## TASK TO COMPLETE
Could you give the data below again, exactly and completely?

Stored items
//! Registration and password login.

use std::sync::Arc;

use chrono::Utc;
use domain::models::user::{AuthResponse, TokenResponse};
use domain::models::User;
use persistence::error::is_unique_violation;
use persistence::repositories::UserRepository;
use shared::jwt::{JwtConfig, JwtError};
use shared::password::{hash_password, verify_password, PasswordError};
use sqlx::PgPool;
use thiserror::Error;
use uuid::Uuid;

use crate::error::ApiError;

/// Errors that can occur during authentication operations.
#[derive(Debug, Error)]
pub enum AuthError {
    #[error("Email already registered")]
    EmailAlreadyExists,

    #[error("Username already taken")]
    UsernameTaken,

    #[error("Invalid credentials")]
    InvalidCredentials,

    #[error("Token error: {0}")]
    TokenError(#[from] JwtError),

    #[error("Password error: {0}")]
    PasswordError(#[from] PasswordError),

    #[error("Database error: {0}")]
    DatabaseError(#[from] sqlx::Error),
}

impl From<AuthError> for ApiError {
    fn from(err: AuthError) -> Self {
        match err {
            AuthError::EmailAlreadyExists => {
                ApiError::Conflict("Email already registered".to_string())
            }
            AuthError::UsernameTaken => ApiError::Conflict("Username already taken".to_string()),
            AuthError::InvalidCredentials => {
                ApiError::Unauthorized("Invalid email or password".to_string())
            }
            AuthError::DatabaseError(e) => ApiError::from(e),
            other => ApiError::Internal(other.to_string()),
        }
    }
}

/// Authentication service.
pub struct AuthService {
    users: UserRepository,
    jwt: Arc<JwtConfig>,
}

impl AuthService {
    pub fn new(pool: PgPool, jwt: Arc<JwtConfig>) -> Self {
        Self {
            users: UserRepository::new(pool),
            jwt,
        }
    }

    /// Creates the account and issues an access token.
    pub async fn register(
        &self,
        email: &str,
        username: &str,
        password: &str,
        first_name: &str,
        last_name: &str,
    ) -> Result<AuthResponse, AuthError> {
        let email = email.trim().to_lowercase();
        if self.users.find_by_email(&email).await?.is_some() {
            return Err(AuthError::EmailAlreadyExists);
        }

        let password_hash = hash_password(password)?;

        let user = match self
            .users
            .create_user(&email, username.trim(), &password_hash, first_name, last_name)
            .await
        {
            Ok(user) => user,
            // A concurrent registration can still win the race to the constraint.
            Err(e) if is_unique_violation(&e) => return Err(duplicate_kind(&e)),
            Err(e) => return Err(e.into()),
        };

        tracing::info!(user_id = %user.id, "User registered");
        self.authenticated(user.into())
    }

    /// Verifies the password and issues an access token.
    pub async fn login(&self, email: &str, password: &str) -> Result<AuthResponse, AuthError> {
        let user = self
            .users
            .find_by_email(email.trim())
            .await?
            .ok_or(AuthError::InvalidCredentials)?;

        if !verify_password(password, &user.password_hash)? {
            tracing::debug!(user_id = %user.id, "Login rejected: wrong password");
            return Err(AuthError::InvalidCredentials);
        }

        tracing::info!(user_id = %user.id, "User logged in");
        self.authenticated(user.into())
    }

    fn authenticated(&self, user: User) -> Result<AuthResponse, AuthError> {
        let tokens = self.issue_tokens(user.id)?;
        Ok(AuthResponse { user, tokens })
    }

    fn issue_tokens(&self, user_id: Uuid) -> Result<TokenResponse, AuthError> {
        let issued = self.jwt.issue(user_id, Utc::now())?;
        Ok(TokenResponse {
            access_token: issued.token,
            token_type: "Bearer".to_string(),
            expires_in: self.jwt.access_token_expiry_secs,
        })
    }
}

/// Tells which of the users table's unique constraints was violated.
fn duplicate_kind(err: &sqlx::Error) -> AuthError {
    match err {
        sqlx::Error::Database(db_err) if db_err.constraint() == Some("users_username_unique") => {
            AuthError::UsernameTaken
        }
        _ => AuthError::EmailAlreadyExists,
    }
}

## SOLVED PROBLEM
//! Registration and password login.

use std::sync::Arc;

use chrono::Utc;
use domain::models::user::{AuthResponse, TokenResponse};
use domain::models::User;
use persistence::error::is_unique_violation;
use persistence::repositories::UserRepository;
use shared::jwt::{JwtConfig, JwtError};
use shared::password::{hash_password, verify_password, PasswordError};
use sqlx::PgPool;
use thiserror::Error;
use uuid::Uuid;

use crate::error::ApiError;

/// Errors that can occur during authentication operations.
#[derive(Debug, Error)]
pub enum AuthError {
    #[error("Email already registered")]
    EmailAlreadyExists,

    #[error("Username already taken")]
    UsernameTaken,

    #[error("Invalid credentials")]
    InvalidCredentials,

    #[error("Token error: {0}")]
    TokenError(#[from] JwtError),

    #[error("Password error: {0}")]
    PasswordError(#[from] PasswordError),

    #[error("Database error: {0}")]
    DatabaseError(#[from] sqlx::Error),
}

impl From<AuthError> for ApiError {
    fn from(err: AuthError) -> Self {
        match err {
            AuthError::EmailAlreadyExists => {
                ApiError::Conflict("Email already registered".to_string())
            }
            AuthError::UsernameTaken => ApiError::Conflict("Username already taken".to_string()),
            AuthError::InvalidCredentials => {
                ApiError::Unauthorized("Invalid email or password".to_string())
            }
            AuthError::DatabaseError(e) => ApiError::from(e),
            other => ApiError::Internal(other.to_string()),
        }
    }
}

/// Authentication service.
pub struct AuthService {
    users: UserRepository,
    jwt: Arc<JwtConfig>,
}

impl AuthService {
    pub fn new(pool: PgPool, jwt: Arc<JwtConfig>) -> Self {
        Self {
            users: UserRepository::new(pool),
            jwt,
        }
    }

    /// Creates the account and issues an access token.
    pub async fn register(
        &self,
        email: &str,
        username: &str,
        password: &str,
        first_name: &str,
        last_name: &str,
    ) -> Result<AuthResponse, AuthError> {
        let email = email.trim().to_lowercase();
        if self.users.find_by_email(&email).await?.is_some() {
            return Err(AuthError::EmailAlreadyExists);
        }

        let password_hash = hash_password(password)?;

        let user = match self
            .users
            .create_user(&email, username.trim(), &password_hash, first_name, last_name)
            .await
        {
            Ok(user) => user,
            // A concurrent registration can still win the race to the constraint.
            Err(e) if is_unique_violation(&e) => return Err(duplicate_kind(&e)),
            Err(e) => return Err(e.into()),
        };

        tracing::info!(user_id = %user.id, "User registered");
        self.authenticated(user.into())
    }

    /// Verifies the password and issues an access token.
    pub async fn login(&self, email: &str, password: &str) -> Result<AuthResponse, AuthError> {
        let user = self
            .users
            .find_by_email(email.trim())
            .await?
            .ok_or(AuthError::InvalidCredentials)?;

        if !verify_password(password, &user.password_hash)? {
            tracing::debug!(user_id = %user.id, "Login rejected: wrong password");
            return Err(AuthError::InvalidCredentials);
        }

        tracing::info!(user_id = %user.id, "User logged in");
        self.authenticated(user.into())
    }

    fn authenticated(&self, user: User) -> Result<AuthResponse, AuthError> {
        let tokens = self.issue_tokens(user.id)?;
        Ok(AuthResponse { user, tokens })
    }

    fn issue_tokens(&self, user_id: Uuid) -> Result<TokenResponse, AuthError> {
        let issued = self.jwt.issue(user_id, Utc::now())?;
        Ok(TokenResponse {
            access_token: issued.token,
            token_type: "Bearer".to_string(),
            expires_in: self.jwt.access_token_expiry_secs,
        })
    }
}

/// Tells which of the users table's unique constraints was violated.
fn duplicate_kind(err: &sqlx::Error) -> AuthError {
    match err {
        sqlx::Error::Database(db_err) if db_err.constraint() == Some("users_username_unique") => {
            AuthError::UsernameTaken
        }
        _ => AuthError::EmailAlreadyExists,
    }
}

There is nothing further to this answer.